People often ask me if I have a record. I do not. I am then urged to record one. This may happen sometime in the not too too distant future. It mostly comes down to money and other resources. It also has to do with the fact that I’m pretty picky about this whole music thing. Don’t get me wrong, I like lots and lots of music. If I wasn’t super broke right now I’d be out every day and night seeing music, because there’s so much in this city to love. The thing is, if I had my money back from every time I spent $$ on some band’s CD only to find out it was mediocre unlistenable quasi-trash, because they just dashed something off to have something to sell at shows, I wouldn’t be so broke. I don’t love the ‘just have something to sell’ ideal. It feels like a scam. Perhaps it mostly comes down to the fact that what it takes to make a good live performance and what it takes to make a good record are simply not the same thing. Not in the same class of things. It is a very different process, a very different product, and it requires very different skills and considerations. So if you woo an audience with your legitimately amazing performance and then sell them a piece of garbage CD for 5 or 10 or 15 bucks, that you made in your basement in 5 hours, I say that’s a scam.
By way of counter-example, a (decidedly non-exhaustive) list of albums that are NOT a waste of money and have been made with the kind of love and attention I applaud and admire are:
These are all great pieces of work. The type of thing to aspire to. Art. And until I have the ability to do something that measures up to these examples, I will not have a comprehensive recording that I am willing to attach a price tag to. Period.
Meanwhile, however, it’s not like I have no recordings. It’s not even true that I have no recordings on the internet. But these, of course, are all free. They are not all in the same place, so you’ll have to do a little work if you want to collect them. And you’ll have to get past the $0.00 price tag which strangely seems to give people pause.
Chris Michael and The Internet:
http://soundcloud.com/eatthatguitarchrismichael – A soundcloud page where I post recordings I make with an iPad. I haven’t had a chance to make one of these recently, but I have been working on the next addition. A story song about the robbery of a liquor store. Check it out, download what’s there for free. Come back and check for updates.
http://eatthatguitarchrismichael.bandcamp.com/album/mis-cel-la-ny – A bandcamp page with 6 older recordings.

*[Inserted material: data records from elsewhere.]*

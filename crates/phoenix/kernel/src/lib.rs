#![deny(unsafe_code)]
//! # phoenix-kernel
//!
//! Drives the per-iteration pipeline:
//!
//! PLAN → GENERATE → VERIFY_SOURCE → COMPILE → VERIFY_ARTIFACT → LOAD → TEST →
//! SHADOW → ACCEPT | REJECT
//!
//! Every iteration ends in exactly one registry record. Only ACCEPT touches
//! the active implementation; a rejected iteration leaves whatever was serving
//! before the run in place.

pub mod config;
pub mod error;
pub mod kernel;
pub mod metrics;
pub mod outcome;

pub use config::{KernelConfig, LlmConfig, LlmMode, LoggingConfig, RunSettings};
pub use error::{ConfigError, KernelError};
pub use kernel::Kernel;
pub use metrics::KernelMetrics;
pub use outcome::{IterationOutcome, IterationStage, RunOutcome};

Some are songs I play a lot still today. Some not so much. This is a prime example of the type of record I would get upset about if it were sold at a show. But it is available for free download.

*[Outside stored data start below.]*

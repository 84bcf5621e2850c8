//! Standard regression checks. Each returns `Err` with a short reason.

use phoenix_compiler::{ExecutionContext, LinkError, SourceCompiler, UnitCompiler, Value};
use phoenix_evolution_engine::extract_json;
use phoenix_swap_gate::{build_corpus, SYNTHETIC_INPUTS};
use phoenix_types::{
    truncate_error, ConstraintSpec, ContentHash, DefaultService, ExampleSpec,
    GeneratedSourceBundle, Meta, Request, Service, StructuredRequirements, MAX_ERROR_CHARS,
};
use phoenix_verifier::PolicyVerifier;
use std::collections::BTreeMap;

fn ensure(cond: bool, msg: impl FnOnce() -> String) -> Result<(), String> {
    if cond {
        Ok(())
    } else {
        Err(msg())
    }
}

fn compile(bundle: &GeneratedSourceBundle) -> Result<BTreeMap<String, Vec<u8>>, String> {
    let result = UnitCompiler::new().compile(bundle);
    if result.success {
        Ok(result.artifacts)
    } else {
        Err(result.diagnostics.join("; "))
    }
}

pub fn verifier_denylist() -> Result<(), String> {
    let bundle = GeneratedSourceBundle::new().with_unit(
        "check::spawn",
        "fn process(input) { return sys::process::exec(input); }",
    );
    let report = PolicyVerifier::new().verify_sources(&bundle, &ConstraintSpec::default());
    ensure(!report.passed, || "process execution passed source verification".into())?;

    let constraints = ConstraintSpec {
        forbidden_packages: vec!["std.attrs".into()],
        ..Default::default()
    };
    let bundle = GeneratedSourceBundle::new().with_unit(
        "check::attrs",
        "fn process(input) { return std::attrs::get(\"k\"); }",
    );
    let report = PolicyVerifier::new().verify_sources(&bundle, &constraints);
    ensure(!report.passed, || "forbidden package passed source verification".into())
}

pub fn verifier_artifact_rescan() -> Result<(), String> {
    let bundle = GeneratedSourceBundle::new().with_unit(
        "check::net",
        "use sys :: net as wire;\nfn process(input) { return wire::connect(input, 80); }",
    );
    let verifier = PolicyVerifier::new();
    let none = ConstraintSpec::default();
    ensure(verifier.verify_sources(&bundle, &none).passed, || {
        "aliased network use should evade the textual pass".into()
    })?;
    let artifacts = compile(&bundle)?;
    ensure(!verifier.verify_artifact(&artifacts, &none).passed, || {
        "aliased network use passed artifact verification".into()
    })?;

    let garbage = BTreeMap::from([("check::junk".to_string(), vec![0xde, 0xad])]);
    ensure(!verifier.verify_artifact(&garbage, &none).passed, || {
        "unreadable artifact passed verification".into()
    })
}

pub fn compiler_reference_program() -> Result<(), String> {
    let bundle = GeneratedSourceBundle::new()
        .with_unit(
            "ref::math",
            "fn fact(n) {\n    if n <= 1 { return 1; }\n    return n * fact(n - 1);\n}\n",
        )
        .with_unit(
            "ref::main",
            "use ref::math as math;\n\
             fn process(input) {\n\
             \x20   let i = 0;\n\
             \x20   let acc = \"\";\n\
             \x20   while i < 3 {\n\
             \x20       acc = acc + std::text::upper(input);\n\
             \x20       i = i + 1;\n\
             \x20   }\n\
             \x20   if std::text::len(acc) == 6 && !false {\n\
             \x20       return acc + \":\" + math::fact(5);\n\
             \x20   }\n\
             \x20   return nil;\n\
             }\n",
        );
    let artifacts = compile(&bundle)?;
    let ctx = ExecutionContext::link(&artifacts).map_err(|e| e.to_string())?;
    let out = ctx
        .call("ref::main", "process", vec![Value::from("ab")], &Request::new("ab"))
        .map_err(|e| e.to_string())?;
    ensure(out == Value::from("ABABAB:120"), || {
        format!("reference program returned {out}")
    })?;

    let broken = GeneratedSourceBundle::new().with_unit("ref::bad", "fn process(input) { return missing(input); }");
    ensure(compile(&broken).is_err(), || "unresolved call compiled".into())
}

pub fn sandbox_refuses_privileged_imports() -> Result<(), String> {
    let bundle = GeneratedSourceBundle::new().with_unit(
        "check::fs",
        "fn process(input) { return sys::fs::read(input); }",
    );
    let artifacts = compile(&bundle)?;
    match ExecutionContext::link(&artifacts) {
        Err(LinkError::ForbiddenImport { .. }) => Ok(()),
        Err(e) => Err(format!("unexpected link error: {e}")),
        Ok(_) => Err("privileged host function linked".into()),
    }
}

pub fn default_service() -> Result<(), String> {
    let out = DefaultService
        .process(&Request::new("ping"))
        .map_err(|e| e.to_string())?;
    ensure(out.output.as_deref() == Some("OK:ping:default"), || {
        format!("default service returned {:?}", out.output)
    })
}

pub fn json_extraction() -> Result<(), String> {
    let v = extract_json("noise {\"src\": \"fn f() { }\"} tail").map_err(|e| e.to_string())?;
    ensure(v["src"] == "fn f() { }", || format!("extracted {v}"))?;
    ensure(extract_json("no json").is_err(), || "extracted JSON from prose".into())
}

pub fn registry_error_truncation() -> Result<(), String> {
    let long = "e".repeat(MAX_ERROR_CHARS + 100);
    let t = truncate_error(&long);
    ensure(t.chars().count() == MAX_ERROR_CHARS + 3 && t.ends_with("..."), || {
        format!("truncated to {} chars", t.chars().count())
    })?;
    ensure(truncate_error("short") == "short", || "short message altered".into())
}

pub fn shadow_corpus_determinism() -> Result<(), String> {
    let req = StructuredRequirements {
        spec_hash: ContentHash::hash(b"regression-corpus"),
        meta: Meta::default(),
        functional_requirements: vec![],
        invariants: vec![],
        examples: vec![ExampleSpec {
            id: "ex".into(),
            input: "hello".into(),
            expected_output_contains: vec![],
        }],
        constraints: ConstraintSpec::default(),
    };
    let a = build_corpus(&req);
    let b = build_corpus(&req);
    ensure(a == b, || "corpus differs between runs".into())?;
    ensure(a.len() == SYNTHETIC_INPUTS + 1, || format!("corpus has {} entries", a.len()))
}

http://niallconnolly.bandcamp.com/track/child-is-a-child – This is actually $0.99, but that doesn’t go to me, and you can in fact stream it for free and spend the dollar if you like it. It’s a song I contributed to the aNIALLated project that I, like so many of the other participants feel very proud to be a part of. I think you should seriously consider buying all of Niall Connolly’s records, just so you can listen to this project and feel like you’re in on the fun. I played all the instruments on this tune, E.W. Harris patiently recorded, mixed it and helped me get a halfway decent performance through the use of his impressive ears and the production of both coffee and whisky.

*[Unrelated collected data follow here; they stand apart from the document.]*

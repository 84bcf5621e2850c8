use std::fmt;

/// A runtime value.
#[derive(Clone, Debug, PartialEq, Eq)]
pub enum Value {
    Nil,
    Bool(bool),
    Int(i64),
    Str(String),
}

impl Value {
    /// `nil` and `false` are falsy; everything else is truthy.
    pub fn is_truthy(&self) -> bool {
        !matches!(self, Value::Nil | Value::Bool(false))
    }

    pub fn type_name(&self) -> &'static str {
        match self {
            Value::Nil => "nil",
            Value::Bool(_) => "bool",
            Value::Int(_) => "int",
            Value::Str(_) => "str",
        }
    }
}

impl Value {
    /// Byte length of the rendered form, without rendering strings.
    pub fn display_len(&self) -> usize {
        match self {
            Value::Nil => 3,
            Value::Bool(true) => 4,
            Value::Bool(false) => 5,
            Value::Int(i) => i.to_string().len(),
            Value::Str(s) => s.len(),
        }
    }
}

impl fmt::Display for Value {
    fn fmt(&self, f: &mut fmt::Formatter<'_>) -> fmt::Result {
        match self {
            Value::Nil => f.write_str("nil"),
            Value::Bool(b) => write!(f, "{b}"),
            Value::Int(i) => write!(f, "{i}"),
            Value::Str(s) => f.write_str(s),
        }
    }
}

impl From<&str> for Value {
    fn from(s: &str) -> Self {
        Value::Str(s.to_string())
    }
}

impl From<String> for Value {
    fn from(s: String) -> Self {
        Value::Str(s)
    }
}

impl From<Option<String>> for Value {
    fn from(s: Option<String>) -> Self {
        s.map_or(Value::Nil, Value::Str)
    }
}

#[cfg(test)]
mod tests {
    use super::*;

    #[test]
    fn truthiness() {
        assert!(!Value::Nil.is_truthy());
        assert!(!Value::Bool(false).is_truthy());
        assert!(Value::Int(0).is_truthy());
        assert!(Value::Str(String::new()).is_truthy());
    }

    #[test]
    fn display() {
        assert_eq!(Value::Nil.to_string(), "nil");
        assert_eq!(Value::Int(-4).to_string(), "-4");
        assert_eq!(Value::from("x").to_string(), "x");
    }
}
use serde::{Deserialize, Serialize};
use std::collections::BTreeMap;

/// Outcome of a verifier pass.
#[derive(Clone, Debug, Default, PartialEq, Eq, Serialize, Deserialize)]
pub struct VerificationReport {
    pub passed: bool,
    pub findings: Vec<String>,
}

impl VerificationReport {
    /// Builds a report that passes iff there are no findings.
    pub fn from_findings(findings: Vec<String>) -> Self {
        Self {
            passed: findings.is_empty(),
            findings,
        }
    }

    /// Placeholder for a pass that never ran because an earlier stage failed.
    pub fn not_run() -> Self {
        Self {
            passed: false,
            findings: Vec::new(),
        }
    }
}

/// Output of compiling a source bundle.
#[derive(Clone, Debug, Default, PartialEq, Eq)]
pub struct CompilationResult {
    pub success: bool,
    /// Unit name to compiled artifact bytes.
    pub artifacts: BTreeMap<String, Vec<u8>>,
    /// Collected for every unit regardless of outcome.
    pub diagnostics: Vec<String>,
}

impl CompilationResult {
    pub fn failed(diagnostics: Vec<String>) -> Self {
        Self {
            success: false,
            artifacts: BTreeMap::new(),
            diagnostics,
        }
    }
}

#[derive(Clone, Debug, Default, PartialEq, Eq, Serialize, Deserialize)]
pub struct TestReport {
    pub passed: bool,
    pub details: Vec<String>,
}

impl TestReport {
    pub fn new(passed: bool, details: Vec<String>) -> Self {
        Self { passed, details }
    }

    pub fn not_run() -> Self {
        Self::default()
    }

    /// Both reports must pass; details are concatenated in order.
    pub fn merge(self, other: TestReport) -> TestReport {
        let mut details = self.details;
        details.extend(other.details);
        TestReport {
            passed: self.passed && other.passed,
            details,
        }
    }
}

#[derive(Clone, Debug, Default, PartialEq, Eq, Serialize, Deserialize)]
pub struct ShadowReport {
    pub passed: bool,
    pub mismatches: Vec<String>,
}

impl ShadowReport {
    pub fn from_mismatches(mismatches: Vec<String>) -> Self {
        Self {
            passed: mismatches.is_empty(),
            mismatches,
        }
    }

    pub fn not_run() -> Self {
        Self::default()
    }
}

There are also a bunch of videos out there if you’re more the visual type. Many of them can be found right here:
There are even other recordings not available in these places which, as I mention on the about page, I will email to you upon request.
* This isn’t out yet, but it will be what I claim it is. A great record.
**Some may argue that Pat’s record is actually an exception to my claim that great live performance does not add up to a great record. I would suggest that these people haven’t noticed things like the extra vocals on Magic Cup, listened at all to Civilized Man, or noticed the smattering of drums, bass, and rhodes throughout the record which were not usually present in Pat’s jaw-droppingly amazing two piece live performances around the time this record was made. Not to mention the fact that there is some nice tight editing between songs, which was a thoughtful touch, or that it is recorded really well, and sounds crazy warm and close and intimate. All of which is harder to do then you might imagine. Everything in here seems to have a purpose. It is a thoughtfully made record. I will admit, however, that some people are just so incredibly good that you can simply press record and stop and have a great record. Pat is, in fact, one of these people. I am not.